本章围绕软件供应商是什么、为什么需要治理、如何治理分为三小节,首先介绍软件供应商在软件供应链中所处的位置,即软件供应商与供应链上下游的关系,以及其影响范围;其次介绍软件供应商安全治理的意义,即为何需要做供应商治理,以及治理成效对于企业的价值与意义;最后介绍软件供应商安全治理实践五环节,即如何做到软件供应商治理。
随着贸易全球化的发展,软件产品的跨国流通越来越频繁。软件供应链作为一个复杂且庞大的系统,涉及上游安全、开发安全、交付安全、使用安全和下游安全等环节,其流程链条长,供应商众多。风险威胁点潜藏于各个环节中,攻击者可能以各薄弱环节作为攻击渗透点,对软件进行攻击或篡改。其中,软件供应商作为供应链上游,完全有可能、有条件引入安全威胁,供应商自身及其开发软件的安全性深刻影响着软件供应链的各个环节(见图4-1)。若未对软件供应商严格把控、做好安全风险治理,其潜在的风险将影响软件供应链各个环节,污染下游企业,并最终影响最终用户安全。
图4-1 供应链结构模型
4.1.2.1 降低风险
通过对软件供应商进行安全治理,尽早采取安全管控措施,组织可以识别软件供应商自身的风险经营情况,识别其开发软件中技术构成与软件成分,获悉其中潜在的安全威胁点,提升组织自身对于中断供应等风险的防范能力,将安全移至最“左”端,从而降低供应商引入阶段可能带来的诸如漏洞、侵权、数据泄露、软件断供等风险。
4.1.2.2 降本增效
通过软件供应商安全治理,在软件引入前期对其安全性及潜在威胁进行分析与风险评估,避免安全攻击、数据泄露等问题对企业造成经济损失;当发生供应商相关安全事件时,软件供应商安全治理能帮助运维人员快速定位威胁渗入点、确定漏洞影响范围,降低人员运维成本、提高修复效率。
4.1.2.3 培养长期合作关系
通过对供应商进行多维度评估、风险跟踪、加大监督力度,建立企业内部供应商评估模型与供应商安全管理制度,培养长期可靠的合作关系。
4.1.2.4 推动建设安全可信的软件供应链生态
通过加强供应双方交流,对供应商技术能力、服务能力、安全运维能力等进行多维度督促,在推进软件供应链上下游安全治理的同时,共同建设一个安全可信、透明健康的软件供应链生态环境。

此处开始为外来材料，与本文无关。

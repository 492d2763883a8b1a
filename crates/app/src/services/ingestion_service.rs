//! Ingestion service: turns decoded broker messages into stored telemetry.
//!
//! Each message is resolved to a registered device, persisted as one batch
//! of samples, then fanned out: liveness update, relay state, inline
//! anomaly check and live events for the device's organization.

use fieldhub_domain::anomaly::AnomalyVerdict;
use fieldhub_domain::device::{Device, normalize_name};
use fieldhub_domain::error::FieldHubError;
use fieldhub_domain::event::{Event, EventType};
use fieldhub_domain::id::DeviceId;
use fieldhub_domain::telemetry::{DeviceLookup, TelemetryMessage, TelemetrySample};
use fieldhub_domain::time::{Timestamp, now};

use crate::ports::{DeviceRepository, EventPublisher, NotificationRepository, TelemetryRepository};
use crate::services::anomaly_service::AnomalyDetector;

/// What happened to one inbound message.
#[derive(Debug, Clone, PartialEq)]
pub enum IngestOutcome {
    /// No active device matched; the message was dropped.
    Unresolved,
    Ingested {
        device_id: DeviceId,
        samples: usize,
        anomaly: Option<AnomalyVerdict>,
    },
}

/// Ingestion pipeline from decoded broker messages to storage and live events.
pub struct IngestionService<DR, TR, NR, EP> {
    devices: DR,
    telemetry: TR,
    publisher: EP,
    detector: AnomalyDetector<DR, TR, NR, EP>,
}

impl<DR, TR, NR, EP> IngestionService<DR, TR, NR, EP>
where
    DR: DeviceRepository + Send + Sync,
    TR: TelemetryRepository + Send + Sync,
    NR: NotificationRepository + Send + Sync,
    EP: EventPublisher + Send + Sync,
{
    /// Create a new ingestion service.
    pub fn new(
        devices: DR,
        telemetry: TR,
        publisher: EP,
        detector: AnomalyDetector<DR, TR, NR, EP>,
    ) -> Self {
        Self {
            devices,
            telemetry,
            publisher,
            detector,
        }
    }

    /// Find the active device a message refers to.
    ///
    /// Explicit ids are tried first (internal UUID, then external id), then
    /// the topic short-name as an external id, then a normalised name match.
    ///
    /// # Errors
    ///
    /// Returns a storage error from the device repository.
    pub async fn resolve_device(
        &self,
        lookup: &DeviceLookup,
    ) -> Result<Option<Device>, FieldHubError> {
        if let Some(explicit) = lookup.explicit_id.as_deref() {
            if let Ok(id) = explicit.parse::<DeviceId>()
                && let Some(device) = self.devices.get_by_id(id).await?.filter(|d| d.is_active)
            {
                return Ok(Some(device));
            }
            if let Some(device) = self.devices.find_by_external_id(explicit).await? {
                return Ok(Some(device));
            }
        }

        if let Some(short_name) = lookup.short_name.as_deref()
            && let Some(device) = self.devices.find_by_external_id(short_name).await?
        {
            return Ok(Some(device));
        }

        match lookup.name_hint() {
            Some(hint) if !hint.trim().is_empty() => {
                self.devices
                    .find_by_normalized_name(&normalize_name(hint))
                    .await
            }
            _ => Ok(None),
        }
    }

    /// Ingest one decoded message.
    ///
    /// # Errors
    ///
    /// Returns a storage error when the samples or the liveness update
    /// cannot be written. Anomaly and event failures are logged only.
    #[tracing::instrument(skip(self, message), fields(lookup = ?message.lookup))]
    pub async fn handle_message(
        &self,
        message: TelemetryMessage,
    ) -> Result<IngestOutcome, FieldHubError> {
        let Some(device) = self.resolve_device(&message.lookup).await? else {
            tracing::debug!("no device matched telemetry");
            return Ok(IngestOutcome::Unresolved);
        };

        let at = now();
        let samples: Vec<TelemetrySample> = message
            .measurements
            .iter()
            .map(|(key, value)| TelemetrySample::new(device.id, at, key.clone(), *value))
            .collect();
        let sample_count = samples.len();

        if !samples.is_empty()
            && let Err(err) = self.telemetry.record_batch(samples).await
        {
            tracing::warn!(device_id = %device.id, %err, "failed to store telemetry");
            return Err(err);
        }

        self.devices.mark_seen(device.id, at).await?;
        if let Some(is_on) = message.state {
            self.devices.set_power_state(device.id, is_on).await?;
        }

        let anomaly = match message.power_w() {
            Some(power) => match self.detector.inspect(&device, power, at).await {
                Ok(verdict) => verdict,
                Err(err) => {
                    tracing::warn!(device_id = %device.id, %err, "anomaly check failed");
                    None
                }
            },
            None => None,
        };

        self.publish_telemetry(&device, &message, at).await;
        if message.state.is_some() || !device.online {
            self.publish_status(&device, message.state.or(device.is_on), at)
                .await;
        }

        tracing::debug!(device_id = %device.id, samples = sample_count, "telemetry ingested");
        Ok(IngestOutcome::Ingested {
            device_id: device.id,
            samples: sample_count,
            anomaly,
        })
    }

    async fn publish_telemetry(&self, device: &Device, message: &TelemetryMessage, at: Timestamp) {
        let event = Event::new(
            device.organization_id,
            EventType::Telemetry,
            serde_json::json!({
                "device_id": device.id,
                "external_id": device.external_id,
                "name": device.name,
                "data": message.fields,
                "timestamp": at,
            }),
        );
        if let Err(err) = self.publisher.publish(event).await {
            tracing::warn!(%err, "failed to publish telemetry event");
        }
    }

    async fn publish_status(&self, device: &Device, is_on: Option<bool>, at: Timestamp) {
        let mut data = serde_json::json!({
            "device_id": device.id,
            "is_online": true,
            "timestamp": at,
        });
        if let Some(is_on) = is_on {
            data["is_on"] = is_on.into();
            data["state"] = if is_on { "on" } else { "off" }.into();
        }
        let event = Event::new(device.organization_id, EventType::DeviceStatus, data);
        if let Err(err) = self.publisher.publish(event).await {
            tracing::warn!(%err, "failed to publish device status");
        }
    }
}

软件供应商安全治理应贯穿软件供应链各个环节,如图4-2所示。
图4-2 软件供应商治理流程
4.1.3.1 明确软件供应商安全治理总体方针
本阶段企业人员需梳理核心业务需求、安全需求,同时结合政策法规要求,以领域指标为导向,设立针对软件供应商安全治理的总体方针。若企业是出口型国际企业,还需考虑出口地的软件安全政策法规要求。
4.1.3.2 软件供应商资质评估
本阶段企业需严格遵守4.1.3.1节的总体方针,明确软件供应商评估标准,包括供应商资质评估标准、供应商提供的软件产品安全评估标准,形成一套完善的供应商评估参考表。
4.1.3.3 软件供应商风险评估
本阶段企业需结合领域政策法规形成对软件供应商全面的安全检测评估方案,并确定安全检测实践方法;同时借助软件安全检测工具等对供应商提供的软件产品进行全面、详细的风险评估与检测。
4.1.3.4 软件供应商引入
在引入软件供应商过程中,企业需以总体方针为主线,结合供应商资质评估标准、风险评估实践与结果,选择最优软件供应商,并明确合同签订内容。
4.1.3.5 软件供应商治理职能确立
本阶段企业需明确软件供应商安全治理所涉及的相关部门与人员,确保各环节、各阶段职能细分,责任明确,建立相应的监管制度;确保软件供应商能够提供高质量和安全的软件服务,将潜在的安全威胁降到最低。
4.1.3.6 软件供应商风险监控
软件上线后,企业需对软件供应商持续进行安全监测,定期进行安全性检查、风险评估。提前与供应商确定事件响应计划、升级与变更管理、安全应急事件响应预案,密切关注软件运营反馈,及时处理业务需求与安全反馈。
4.1.3.7 软件供应商清退
企业需提前制定软件供应商清退标准,即哪些情况下,企业需对软件供应商进行清退;同时,与供应商共同明确清退流程,包括服务下线方案与计划、明确隐私保护合规方案,确保数据留存符合最小化原则。执行软件供应商清退时,需严格遵循清退标准,保证流程步骤清晰明确、具备可操作性,并保证企业利益不受损。